Saturday, 15 September 2012

The Lick


"Anyone can learn what Louis Armstrong knows about music in a few weeks. Nobody could learn to play like him in a thousand years."
— Benny Green


Let's get one thing straight, music theory is important. If you can understand when some one tells you it's a "one six four five", what they mean, then your going to have a lot more fun than scrabbling around the fretboard for the first 16 bars.

However, there is an important lesson, that needs no music theory or faintest knowledge of an instrument, that I learnt the hard way.

I grew up around instruments, guitar, piano, drums etc were around our house like furniture, I just thought everyone grew up like this until I noticed my friends houses just had sofa's & chairs. Then I hit those strange teenage years and became, to not put too finer point on it, a narrow minded arsehole. At 16 all I would listen to was The Jam and all I wanted to do was play guitar just like Paul Weller. And no matter how hard I tried, practised and sweated, I could never get it, there was always something getting in the way. After playing in bands for a few years, I grew tired of this and one night I gave up.
Sod it, I thought, I'm going to just stop playing guitar altogether. I conveniently did this about an hour before I was due to play at a huge gig, along with a handful of other bands on the bill. I just got up and played how I wanted to play, I had nothing to lose as this was the end of it all anyway. As I came off stage, two members of another band came up to me and complimented my guitar work. I was shocked, I never had another musician say anything about my guitar playing before. Even stranger was the feeling that I actually enjoyed playing that night, more than I'd ever done before. I decided to carry on and in my own way.
It wasn't until many years later I began to understand what had happened. That I'd been fighting against myself, suppressing my own musical voice had stifled me. I needed to let go and be Paul Moss, no one else.
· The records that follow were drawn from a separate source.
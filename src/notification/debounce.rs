//! idle 事件防抖 - 抑制短时间内重复触发的 idle 事件
//!
//! 部分宿主会在 ~100ms 内对同一会话发送两次 idle 事件，
//! 不做防抖会触发两轮完整的通知流程。

use std::collections::HashMap;
use std::time::Duration;
use tokio::time::Instant;
use tracing::debug;

/// 默认防抖窗口
pub const DEFAULT_IDLE_DEBOUNCE: Duration = Duration::from_millis(5000);

/// idle 事件防抖器
#[derive(Debug)]
pub struct IdleDebouncer {
    /// 防抖窗口
    window: Duration,
    /// 每个会话最近一次被接受的 idle 时间
    last_accepted: HashMap<String, Instant>,
}

impl IdleDebouncer {
    pub fn new() -> Self {
        Self::with_window(DEFAULT_IDLE_DEBOUNCE)
    }

    pub fn with_window(window: Duration) -> Self {
        Self {
            window,
            last_accepted: HashMap::new(),
        }
    }

    /// 是否处理该 idle 事件
    ///
    /// 窗口内的重复事件返回 `false`（不刷新时间戳）；否则记录 `now` 并返回 `true`。
    pub fn should_process_idle(&mut self, session_id: &str, now: Instant) -> bool {
        if let Some(last) = self.last_accepted.get(session_id) {
            let elapsed = now.saturating_duration_since(*last);
            if elapsed < self.window {
                debug!(
                    session_id = %session_id,
                    elapsed_ms = elapsed.as_millis() as u64,
                    "Idle event debounced"
                );
                return false;
            }
        }

        self.last_accepted.insert(session_id.to_string(), now);
        true
    }

    /// 清除指定会话的记录
    pub fn reset(&mut self, session_id: &str) {
        self.last_accepted.remove(session_id);
    }

    pub fn clear(&mut self) {
        self.last_accepted.clear();
    }

    pub fn window(&self) -> Duration {
        self.window
    }
}

impl Default for IdleDebouncer {
    fn default() -> Self {
        Self::new()
    }
}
Now we all have our influences, and it's a natural part of being a musician. "I really like that lick, I'm going to use it" is something that is common to "Oasis doing Weller doing Lennon doing Elvis", but making it your own, that's the creative part.

This video is called "The Lick" and on the face of it is just a collection of musicians playing the same lick. However, everyone has their own take and subtle variation on it. The more I watch this video the more I understand about music and life.






By the way a "One Six Four Five" in Bb would be Bb, Gm, Eb,F. Just don't forget to make it your own!